Keras Current Version: 3.3.3 Tensorflow Current Version: 2.16.1


In [None]:
# !pip uninstall tf-keras

In [None]:
# !pip install keras-tuner

In [None]:
# !pip install tensorflow==2.16.1

# Imports

In [None]:
import time
import numpy as np
import pandas as pd
from joblib import dump, load
import random
import matplotlib.pyplot as plt
from sklearn.preprocessing import StandardScaler
from sklearn.model_selection import train_test_split
import tensorflow as tf
from tensorflow import keras
from tensorflow.keras.optimizers import SGD, RMSprop, Adam
from tensorflow.keras.models import Sequential, load_model
from tensorflow.keras.regularizers import l2
from tensorflow.keras.callbacks import EarlyStopping, ModelCheckpoint
from tensorflow.keras.layers import Input, Dense, Dropout, BatchNormalization
from tensorflow.keras.initializers import RandomNormal, RandomUniform, GlorotUniform, GlorotNormal, HeNormal
from keras.optimizers.schedules import ExponentialDecay
from keras_tuner import RandomSearch, GridSearch, BayesianOptimization
from keras_tuner.engine.hyperparameters import HyperParameters

random.seed(46)
np.random.seed(46)
tf.random.set_seed(46)


# Functions

In [None]:
def preprocess_data(filepath):
    data = pd.read_csv(filepath)
    scaler = StandardScaler()
    X = scaler.fit_transform(data.drop('Outcome', axis=1))
    y = data['Outcome'].values
    dump(scaler, 'scaler.joblib')
    return X, y

def prepare_datasets(X_train, X_val, y_train, y_val, batch_size=None):
    if batch_size is None:
        batch_size = len(X_train)
    train_dataset = tf.data.Dataset.from_tensor_slices((X_train, y_train))
    train_dataset = train_dataset.shuffle(buffer_size=len(X_train)).batch(batch_size)
    val_dataset = tf.data.Dataset.from_tensor_slices((X_val, y_val))
    val_dataset = val_dataset.batch(batch_size)
    return train_dataset, val_dataset

def plot_training_history(history, train_loss='loss', train_metric='accuracy', val_loss='val_loss', val_metric='val_accuracy'):

    #Loss
    plt.figure(figsize=(10, 5))
    plt.plot(history.history[train_loss], label='Training Loss')
    plt.plot(history.history[val_loss], label='Validation Loss')
    plt.title('Training and Validation Loss Over Epochs')
    plt.xlabel('Epochs')
    plt.ylabel('Loss')
    plt.legend()
    plt.show()

    # Metrics
    plt.figure(figsize=(10, 5))
    plt.plot(history.history[train_metric], label=f"Training: {train_metric}")
    plt.plot(history.history[val_metric], label=f"Validation: {val_metric}")
    plt.title(f'Training and Validation {train_metric} Over Epochs')
    plt.xlabel('Epochs')
    plt.ylabel(f'train_metric')
    plt.legend()
    plt.show()

def get_best_epoch_details(history):
    val_losses = history.history['val_loss']
    min_val_loss_index = val_losses.index(min(val_losses))
    best_epoch = min_val_loss_index + 1

    epoch_details = {}
    for key in history.history.keys():
        epoch_details[key] = history.history[key][min_val_loss_index]

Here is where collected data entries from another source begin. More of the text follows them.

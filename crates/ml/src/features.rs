//! Feature schema: canonical feature names and their request-field aliases.
//!
//! The canonical names come from the feature-selection step of training and
//! may contain spaces and punctuation (`"Debt ratio %"`). The HTTP API
//! addresses each feature by a sanitized, identifier-safe alias
//! (`"Debt_ratio_pct"`). Both forms are fixed when the schema is built and
//! never change afterwards.

use std::collections::{BTreeMap, HashMap};
use std::path::Path;

use anyhow::{bail, Context, Result};
use serde::Deserialize;

/// A validated request record keyed by sanitized feature name.
pub type InputRecord = BTreeMap<String, f64>;

/// Substitutions applied in order by [`sanitize`]. An empty replacement
/// strips the pattern.
///
/// The yen sign is listed twice: once as it appears in a UTF-8 file and
/// once as the `Â¥` mojibake produced when that file is decoded as Latin-1.
const SUBSTITUTIONS: &[(&str, &str)] = &[
    (" ", "_"),
    ("%", "pct"),
    ("/", "_"),
    ("(", ""),
    (")", ""),
    ("\u{c2}\u{a5}", ""),
    ("\u{a5}", ""),
    ("-", "_"),
];

/// Turn a canonical feature name into its API field name.
pub fn sanitize(canonical: &str) -> String {
    SUBSTITUTIONS
        .iter()
        .fold(canonical.to_string(), |name, (from, to)| name.replace(from, to))
}

/// Ordered canonical feature names plus the sanitized → canonical mapping.
#[derive(Debug, Clone)]
pub struct FeatureSchema {
    canonical: Vec<String>,
    sanitized: Vec<String>,
    by_sanitized: HashMap<String, usize>,
}

#[derive(Debug, Deserialize)]
struct FeatureRow {
    #[serde(rename = "Feature")]
    feature: String,
}

impl FeatureSchema {
    /// Build a schema from canonical names in training order.
    ///
    /// Fails if the list is empty, contains a blank name, or if two names
    /// sanitize to the same field name.
    pub fn new<I, S>(canonical: I) -> Result<Self>
    where
        I: IntoIterator<Item = S>,
        S: Into<String>,
    {
        let canonical: Vec<String> = canonical.into_iter().map(Into::into).collect();
        if canonical.is_empty() {
            bail!("feature list is empty");
        }

        let mut sanitized = Vec::with_capacity(canonical.len());
        let mut by_sanitized = HashMap::with_capacity(canonical.len());
        for (idx, name) in canonical.iter().enumerate() {
            if name.trim().is_empty() {
                bail!("feature #{idx} has a blank name");
            }
            let field = sanitize(name);
            if let Some(prev) = by_sanitized.insert(field.clone(), idx) {
                bail!(
                    "features {:?} and {:?} both sanitize to {field:?}",
                    canonical[prev],
                    name
                );
            }
            sanitized.push(field);
        }

        Ok(Self {
            canonical,
            sanitized,
            by_sanitized,
        })
    }

    /// Load canonical names from the `Feature` column of a CSV file.
    pub fn load_csv(path: &Path) -> Result<Self> {
        let mut reader = csv::Reader::from_path(path)
            .with_context(|| format!("failed to open feature list {}", path.display()))?;
        let names = reader
            .deserialize::<FeatureRow>()
            .map(|row| row.map(|r| r.feature))
            .collect::<Result<Vec<_>, _>>()
            .with_context(|| format!("failed to parse feature list {}", path.display()))?;
        Self::new(names)
    }

    pub fn len(&self) -> usize {
        self.canonical.len()
    }

    pub fn is_empty(&self) -> bool {
        self.canonical.is_empty()
    }

    /// Canonical names in training order.
    pub fn canonical_names(&self) -> &[String] {
        &self.canonical
    }

    /// Sanitized names, index-aligned with [`canonical_names`](Self::canonical_names).
    pub fn sanitized_names(&self) -> &[String] {
        &self.sanitized
    }

    /// Column index of a sanitized field name.
    pub fn position(&self, sanitized: &str) -> Option<usize> {
        self.by_sanitized.get(sanitized).copied()
    }

    /// Canonical name for a sanitized field name.
    pub fn canonical(&self, sanitized: &str) -> Option<&str> {
        self.position(sanitized).map(|i| self.canonical[i].as_str())
    }
}
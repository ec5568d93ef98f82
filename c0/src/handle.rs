//! ResultHandle - one outstanding correlation ID

use std::sync::Arc;
use std::time::Duration;

use serde::de::DeserializeOwned;
use tracing::{debug, warn};

use crate::envelope::ResultEnvelope;
use crate::error::{ClientError, DecodeError};
use crate::id::{CorrelationId, channel_for};
use crate::result::CommandResult;
use crate::transport::Transport;

/// Handle for retrieving the result of a submitted command
///
/// The handle holds nothing but the transport, the ID and the channel name
/// derived from it. Waiting is a rotate-on-read: calling [`wait`] again after
/// a result arrived returns the same result again.
///
/// [`wait`]: ResultHandle::wait
#[derive(Clone)]
pub struct ResultHandle {
    transport: Arc<dyn Transport>,
    id: CorrelationId,
    channel: String,
    default_timeout: Duration,
}

impl ResultHandle {
    pub(crate) fn new(
        transport: Arc<dyn Transport>,
        id: CorrelationId,
        result_prefix: &str,
        default_timeout: Duration,
    ) -> Self {
        let channel = channel_for(result_prefix, id.as_str());
        debug!(%id, %channel, "ResultHandle::new: called");
        Self {
            transport,
            id,
            channel,
            default_timeout,
        }
    }

    /// The correlation ID this handle is bound to
    pub fn id(&self) -> &CorrelationId {
        &self.id
    }

    /// The result channel name
    pub fn channel(&self) -> &str {
        &self.channel
    }

    /// Timeout used by [`ResultHandle::get`]
    pub fn default_timeout(&self) -> Duration {
        self.default_timeout
    }

    /// Override the timeout used by [`ResultHandle::get`]
    pub fn with_default_timeout(mut self, timeout: Duration) -> Self {
        self.default_timeout = timeout;
        self
    }

    /// Wait for the result using the default timeout
    pub async fn get(&self) -> Result<Option<CommandResult>, ClientError> {
        self.wait(Some(self.default_timeout)).await
    }

    /// Wait for the result
    ///
    /// `None` or a zero duration waits forever. Returns `Ok(None)` when the
    /// timeout elapses before the executor published anything.
    pub async fn wait(&self, timeout: Option<Duration>) -> Result<Option<CommandResult>, ClientError> {
        debug!(id = %self.id, ?timeout, "ResultHandle::wait: called");
        let Some(bytes) = self.transport.pop_rotate(&self.channel, timeout).await? else {
            debug!(id = %self.id, "ResultHandle::wait: no result yet");
            return Ok(None);
        };

        let payload = ResultEnvelope::decode(&self.channel, &bytes)?;
        debug!(id = %self.id, state = %payload.state, "ResultHandle::wait: received result");
        Ok(Some(CommandResult::new(payload)))
    }

    /// Wait for the result, treating a timeout as an error for `operation`
    pub(crate) async fn require(&self, operation: &str) -> Result<CommandResult, ClientError> {
        self.get().await?.ok_or_else(|| ClientError::NoResult {
            operation: operation.to_string(),
            timeout: self.default_timeout,
        })
    }

    /// Wait for a SUCCESS result, failing with the executor's diagnostic otherwise
    pub(crate) async fn expect_success(&self, operation: &str) -> Result<CommandResult, ClientError> {
        let result = self.require(operation).await?;
        if !result.is_success() {
            warn!(id = %self.id, state = %result.state(), %operation, "ResultHandle::expect_success: executor reported failure");
            return Err(ClientError::operation(operation, result.data()));
        }
        Ok(result)
    }

    /// Wait for a SUCCESS result and decode its `data` as JSON
    pub(crate) async fn expect_json<T: DeserializeOwned>(&self, operation: &str) -> Result<T, ClientError> {
        let result = self.expect_success(operation).await?;
        let value = result.json().map_err(|source| DecodeError {
            channel: self.channel.clone(),
            source,
        })?;
        Ok(value)
    }
}

impl std::fmt::Debug for ResultHandle {
    fn fmt(&self, f: &mut std::fmt::Formatter<'_>) -> std::fmt::Result {
        f.debug_struct("ResultHandle")
            .field("id", &self.id)
            .field("channel", &self.channel)
            .field("default_timeout", &self.default_timeout)
            .finish()
    }
}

    epoch_details['best_epoch'] = best_epoch
    print(f"Best epoch details: {epoch_details}")

# Data Preparation

In [None]:
X, y = preprocess_data('/content/diabetes.csv')

X_train, X_val, y_train, y_val = train_test_split(X, y, test_size=0.2, random_state=42)

train_ds, val_ds = prepare_datasets(X_train, X_val, y_train, y_val, batch_size=32)

# Base Model

In [None]:
base_model = Sequential([
    Input(shape=(train_ds.element_spec[0].shape[1],)),
    Dense(50, activation='relu', kernel_regularizer=l2(0.001)),
    BatchNormalization(),
    Dropout(0.5),
    Dense(1, activation='sigmoid')])

optimizer = SGD(learning_rate=0.01, momentum=0.0)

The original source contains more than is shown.